(Recorded data)
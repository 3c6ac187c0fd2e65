//! Postgres-backed stock ledger.
//!
//! ## Error Mapping
//!
//! | SQLx Error | PostgreSQL Error Code | StoreError | Scenario |
//! |------------|----------------------|------------|----------|
//! | Database (unique violation) | `23505` | `Concurrency` | Same sequence number taken |
//! | Database (other) | Any other | `Backend` | Check constraint, connection, etc. |
//! | Decode | N/A | `Serialization` | Row does not match the expected shape |
//!
//! Uses the `stock_events` table from `migrations/0001_stock_ledger.sql`.

use std::sync::Arc;

use async_trait::async_trait;
use chrono::{DateTime, Utc};
use sqlx::{PgPool, Postgres, Row, Transaction};
use tracing::instrument;
use uuid::Uuid;

use stockledger_core::{AggregateId, EmployeeId, ExpectedVersion};
use stockledger_inventory::{
    AssignmentId, LEDGER_STREAM_TYPE, ProductId, SourceRef, StockEvent, StockEventKind,
    StoredStockEvent,
};
use stockledger_events::Event;

use super::r#trait::{LedgerStore, ensure_single_stream};
use crate::error::{StoreError, map_sqlx_error};

/// Postgres-backed append-only ledger.
///
/// `append()` reads `MAX(sequence_number)` inside a transaction, checks it against the
/// expected version and inserts the batch. If another transaction commits in between,
/// the unique constraint on `(product_id, sequence_number)` fails the insert and the
/// caller sees a concurrency error.
#[derive(Debug, Clone)]
pub struct PostgresLedgerStore {
    pool: Arc<PgPool>,
}

impl PostgresLedgerStore {
    pub fn new(pool: PgPool) -> Self {
        Self {
            pool: Arc::new(pool),
        }
    }
}

async fn current_version(
    tx: &mut Transaction<'_, Postgres>,
    product_id: ProductId,
) -> Result<u64, StoreError> {
    let row = sqlx::query(
        r#"
        SELECT COALESCE(MAX(sequence_number), 0) AS current_version
        FROM stock_events
        WHERE product_id = $1
        "#,
    )
    .bind(product_id.0.as_uuid())
    .fetch_one(&mut **tx)
    .await
    .map_err(|e| map_sqlx_error("current_version", e))?;

    let version: i64 = row
        .try_get("current_version")
        .map_err(|e| map_sqlx_error("current_version", e))?;
    Ok(version as u64)
}

#[async_trait]
impl LedgerStore for PostgresLedgerStore {
    #[instrument(
        skip(self, events),
        fields(
            product_id = %product_id,
            event_count = events.len(),
            expected_version = ?expected_version
        ),
        err
    )]
    async fn append(
        &self,
        product_id: ProductId,
        events: Vec<StockEvent>,
        expected_version: ExpectedVersion,
    ) -> Result<Vec<StoredStockEvent>, StoreError> {
        if events.is_empty() {
            return Ok(vec![]);
        }
        ensure_single_stream(product_id, &events)?;

        let mut tx = self
            .pool
            .begin()
            .await
            .map_err(|e| map_sqlx_error("begin_transaction", e))?;

        let current = current_version(&mut tx, product_id).await?;
        if !expected_version.matches(current) {
            tx.rollback()
                .await
                .map_err(|e| map_sqlx_error("rollback", e))?;
            return Err(StoreError::Concurrency(format!(
                "expected {expected_version:?}, found {current}"
            )));
        }

        let mut committed = Vec::with_capacity(events.len());
        let mut next = current + 1;

        for event in events {
            let event_id = Uuid::now_v7();
            let row = sqlx::query(
                r#"
                INSERT INTO stock_events (
                    event_id,
                    product_id,
                    sequence_number,
                    event_type,
                    event_version,
                    kind,
                    quantity,
                    delta,
                    occurred_at,
                    source_operation,
                    source_reference,
                    employee_id,
                    assignment_id
                )
                VALUES ($1, $2, $3, $4, $5, $6, $7, $8, $9, $10, $11, $12, $13)
                RETURNING recorded_at
                "#,
            )
            .bind(event_id)
            .bind(product_id.0.as_uuid())
            .bind(next as i64)
            .bind(event.event_type())
            .bind(event.version() as i32)
            .bind(event.kind.as_str())
            .bind(event.quantity as i64)
            .bind(event.delta)
            .bind(event.occurred_at)
            .bind(&event.source.operation)
            .bind(event.source.reference.as_deref())
            .bind(event.employee_id.map(|id| *id.as_uuid()))
            .bind(event.assignment_id.map(|id| *id.0.as_uuid()))
            .fetch_one(&mut *tx)
            .await
            .map_err(|e| map_sqlx_error("insert_stock_event", e))?;

            let recorded_at: DateTime<Utc> = row
                .try_get("recorded_at")
                .map_err(|e| map_sqlx_error("insert_stock_event", e))?;

            committed.push(StoredStockEvent::new(
                event_id,
                product_id.0,
                LEDGER_STREAM_TYPE,
                next,
                recorded_at,
                event,
            ));
            next += 1;
        }

        tx.commit()
            .await
            .map_err(|e| map_sqlx_error("commit_transaction", e))?;

        Ok(committed)
    }

    #[instrument(skip(self), fields(product_id = %product_id), err)]
    async fn events_for(
        &self,
        product_id: ProductId,
        since: Option<DateTime<Utc>>,
    ) -> Result<Vec<StoredStockEvent>, StoreError> {
        let rows = sqlx::query(
            r#"
            SELECT
                event_id,
                product_id,
                sequence_number,
                kind,
                quantity,
                delta,
                occurred_at,
                recorded_at,
                source_operation,
                source_reference,
                employee_id,
                assignment_id
            FROM stock_events
            WHERE product_id = $1
                AND ($2::timestamptz IS NULL OR occurred_at >= $2)
            ORDER BY occurred_at ASC, sequence_number ASC
            "#,
        )
        .bind(product_id.0.as_uuid())
        .bind(since)
        .fetch_all(&*self.pool)
        .await
        .map_err(|e| map_sqlx_error("events_for", e))?;

        rows.iter().map(decode_event).collect()
    }

    #[instrument(skip(self), fields(product_id = %product_id), err)]
    async fn stream_version(&self, product_id: ProductId) -> Result<u64, StoreError> {
        let row = sqlx::query(
            r#"
            SELECT COALESCE(MAX(sequence_number), 0) AS current_version
            FROM stock_events
            WHERE product_id = $1
            "#,
        )
        .bind(product_id.0.as_uuid())
        .fetch_one(&*self.pool)
        .await
        .map_err(|e| map_sqlx_error("stream_version", e))?;

        let version: i64 = row
            .try_get("current_version")
            .map_err(|e| map_sqlx_error("stream_version", e))?;
        Ok(version as u64)
    }
}

fn decode_event(row: &sqlx::postgres::PgRow) -> Result<StoredStockEvent, StoreError> {
    let get = |e: sqlx::Error| map_sqlx_error("decode_stock_event", e);

    let event_id: Uuid = row.try_get("event_id").map_err(get)?;
    let product_id: Uuid = row.try_get("product_id").map_err(get)?;
    let sequence_number: i64 = row.try_get("sequence_number").map_err(get)?;
    let kind: String = row.try_get("kind").map_err(get)?;
    let quantity: i64 = row.try_get("quantity").map_err(get)?;
    let delta: i64 = row.try_get("delta").map_err(get)?;
    let occurred_at: DateTime<Utc> = row.try_get("occurred_at").map_err(get)?;
    let recorded_at: DateTime<Utc> = row.try_get("recorded_at").map_err(get)?;
    let source_operation: String = row.try_get("source_operation").map_err(get)?;
    let source_reference: Option<String> = row.try_get("source_reference").map_err(get)?;
    let employee_id: Option<Uuid> = row.try_get("employee_id").map_err(get)?;
    let assignment_id: Option<Uuid> = row.try_get("assignment_id").map_err(get)?;

    let kind: StockEventKind = kind
        .parse()
        .map_err(|e| StoreError::Serialization(format!("stock_events.kind: {e}")))?;
    let stream_id = AggregateId::from_uuid(product_id);

    let payload = StockEvent {
        product_id: ProductId::new(stream_id),
        kind,
        quantity: quantity as u64,
        delta,
        occurred_at,
        source: SourceRef::new(source_operation, source_reference),
        employee_id: employee_id.map(EmployeeId::from_uuid),
        assignment_id: assignment_id.map(|id| AssignmentId::new(AggregateId::from_uuid(id))),
    };

    Ok(StoredStockEvent::new(
        event_id,
        stream_id,
        LEDGER_STREAM_TYPE,
        sequence_number as u64,
        recorded_at,
        payload,
    ))
}
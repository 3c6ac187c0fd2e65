//! HTTP application wiring (Axum router + shared services).
//!
//! - `services.rs`: store and engine wiring
//! - `routes/`: handlers, one file per area
//! - `dto.rs`: request bodies and query strings
//! - `errors.rs`: error and success envelopes

use std::sync::Arc;

use axum::{routing::get, Extension, Router};
use tower::ServiceBuilder;

pub mod dto;
pub mod errors;
pub mod routes;
pub mod services;

use services::AppServices;

/// Build the full HTTP router (public entrypoint used by `main.rs` and the black-box tests).
pub fn build_app(services: Arc<AppServices>) -> Router {
    Router::new()
        .route("/health", get(routes::system::health))
        .merge(routes::router())
        .layer(ServiceBuilder::new().layer(Extension(services)))
}
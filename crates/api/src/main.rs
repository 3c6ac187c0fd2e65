use anyhow::Context;

use stockledger_api::app;
use stockledger_api::config::AppConfig;
use stockledger_observability::LogFormat;

#[tokio::main]
async fn main() -> anyhow::Result<()> {
    // Logging first so configuration fallbacks are visible.
    let format = std::env::var("LOG_FORMAT")
        .map(|v| LogFormat::parse_lossy(&v))
        .unwrap_or_default();
    stockledger_observability::init_with(format);

    let config = AppConfig::from_env().context("invalid configuration")?;
    let services = app::services::build_services(&config).await?;
    let router = app::build_app(services);

    let listener = tokio::net::TcpListener::bind(config.bind_addr)
        .await
        .with_context(|| format!("failed to bind {}", config.bind_addr))?;

    tracing::info!(
        addr = %listener.local_addr()?,
        shortfall_policy = ?config.shortfall_policy,
        "listening"
    );

    axum::serve(listener, router).await?;
    Ok(())
}
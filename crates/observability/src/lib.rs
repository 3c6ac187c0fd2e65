//! Tracing and logging (shared process setup).

/// Tracing configuration (filters, output format).
pub mod tracing;

pub use tracing::LogFormat;

/// Initialize process-wide observability with JSON logs.
///
/// This is safe to call multiple times; subsequent calls become no-ops.
pub fn init() {
    tracing::init(LogFormat::Json);
}

/// Initialize with an explicit output format.
pub fn init_with(format: LogFormat) {
    tracing::init(format);
}
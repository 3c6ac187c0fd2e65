//! Product catalog with the cached `current_stock` counter.

pub mod in_memory;
pub mod postgres;

use std::sync::Arc;

use async_trait::async_trait;

use stockledger_inventory::{Product, ProductId};

use crate::error::StoreError;

pub use in_memory::InMemoryProductStore;
pub use postgres::PostgresProductStore;

/// Catalog storage.
///
/// The counter written by `set_current_stock` is a cache; the ledger stays authoritative.
#[async_trait]
pub trait ProductStore: Send + Sync {
    /// Fails with `Duplicate` when the id is already registered.
    async fn insert(&self, product: Product) -> Result<(), StoreError>;

    async fn get(&self, id: ProductId) -> Result<Option<Product>, StoreError>;

    /// All products ordered by name.
    async fn list(&self) -> Result<Vec<Product>, StoreError>;

    /// Overwrite the cached counter. Fails with `NotFound` for an unknown id.
    async fn set_current_stock(&self, id: ProductId, value: i64) -> Result<(), StoreError>;
}

#[async_trait]
impl<S> ProductStore for Arc<S>
where
    S: ProductStore + ?Sized,
{
    async fn insert(&self, product: Product) -> Result<(), StoreError> {
        (**self).insert(product).await
    }

    async fn get(&self, id: ProductId) -> Result<Option<Product>, StoreError> {
        (**self).get(id).await
    }

    async fn list(&self) -> Result<Vec<Product>, StoreError> {
        (**self).list().await
    }

    async fn set_current_stock(&self, id: ProductId, value: i64) -> Result<(), StoreError> {
        (**self).set_current_stock(id, value).await
    }
}
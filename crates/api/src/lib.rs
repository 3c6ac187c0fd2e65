//! HTTP API: configuration, service wiring, routing and request/response mapping.

pub mod app;
pub mod config;
//! Pre-flight checks against live ledger stock.

use tracing::{debug, instrument};

use stockledger_inventory::{
    ProductId, Quantity, StockOperation, ValidationOutcome, apply_delta, evaluate,
};

use crate::calculator::{LedgerSnapshot, StockCalculator};
use crate::error::EngineError;
use crate::ledger_store::LedgerStore;
use crate::product_store::ProductStore;

/// Answers "may this movement proceed?" from the ledger, never from the cached counter.
#[derive(Debug, Clone)]
pub struct ValidationGate<P, L> {
    products: P,
    calculator: StockCalculator<L>,
}

impl<P, L> ValidationGate<P, L>
where
    P: ProductStore,
    L: LedgerStore,
{
    pub fn new(products: P, ledger: L) -> Self {
        Self {
            products,
            calculator: StockCalculator::new(ledger),
        }
    }

    /// Outcome only; refusals are an `Ok` with `allowed == false`.
    pub async fn validate(
        &self,
        product_id: ProductId,
        quantity: Quantity,
        operation: StockOperation,
    ) -> Result<ValidationOutcome, EngineError> {
        Ok(self.check(product_id, quantity, operation).await?.0)
    }

    /// Outcome plus the snapshot it was computed from, for writers that append next.
    #[instrument(
        skip(self),
        fields(product_id = %product_id, quantity = %quantity, operation = operation.as_str())
    )]
    pub(crate) async fn check(
        &self,
        product_id: ProductId,
        quantity: Quantity,
        operation: StockOperation,
    ) -> Result<(ValidationOutcome, LedgerSnapshot), EngineError> {
        if self.products.get(product_id).await?.is_none() {
            return Err(EngineError::not_found(format!("product {product_id}")));
        }

        let snapshot = self.calculator.snapshot(product_id).await?;
        if operation.is_additive() {
            apply_delta(snapshot.level, quantity.as_delta()).map_err(|_| {
                EngineError::validation(format!(
                    "{} of {quantity} would overflow stock level {}",
                    operation.as_str(),
                    snapshot.level
                ))
            })?;
        }
        let outcome = evaluate(snapshot.level, quantity, operation);
        if !outcome.allowed {
            debug!(available = snapshot.level, "movement refused");
        }
        Ok((outcome, snapshot))
    }
}
//! Value objects: compared by value, never by identity.

/// Marker for immutable domain values.
///
/// Two value objects holding the same attributes are interchangeable. To "change" one,
/// build a new instance.
pub trait ValueObject: Clone + PartialEq + core::fmt::Debug {}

» What you will do
Those lines of the records that contain the string "ValidationGate" should be identified and copied.

» Expected answer
pub struct ValidationGate<P, L> {
impl<P, L> ValidationGate<P, L>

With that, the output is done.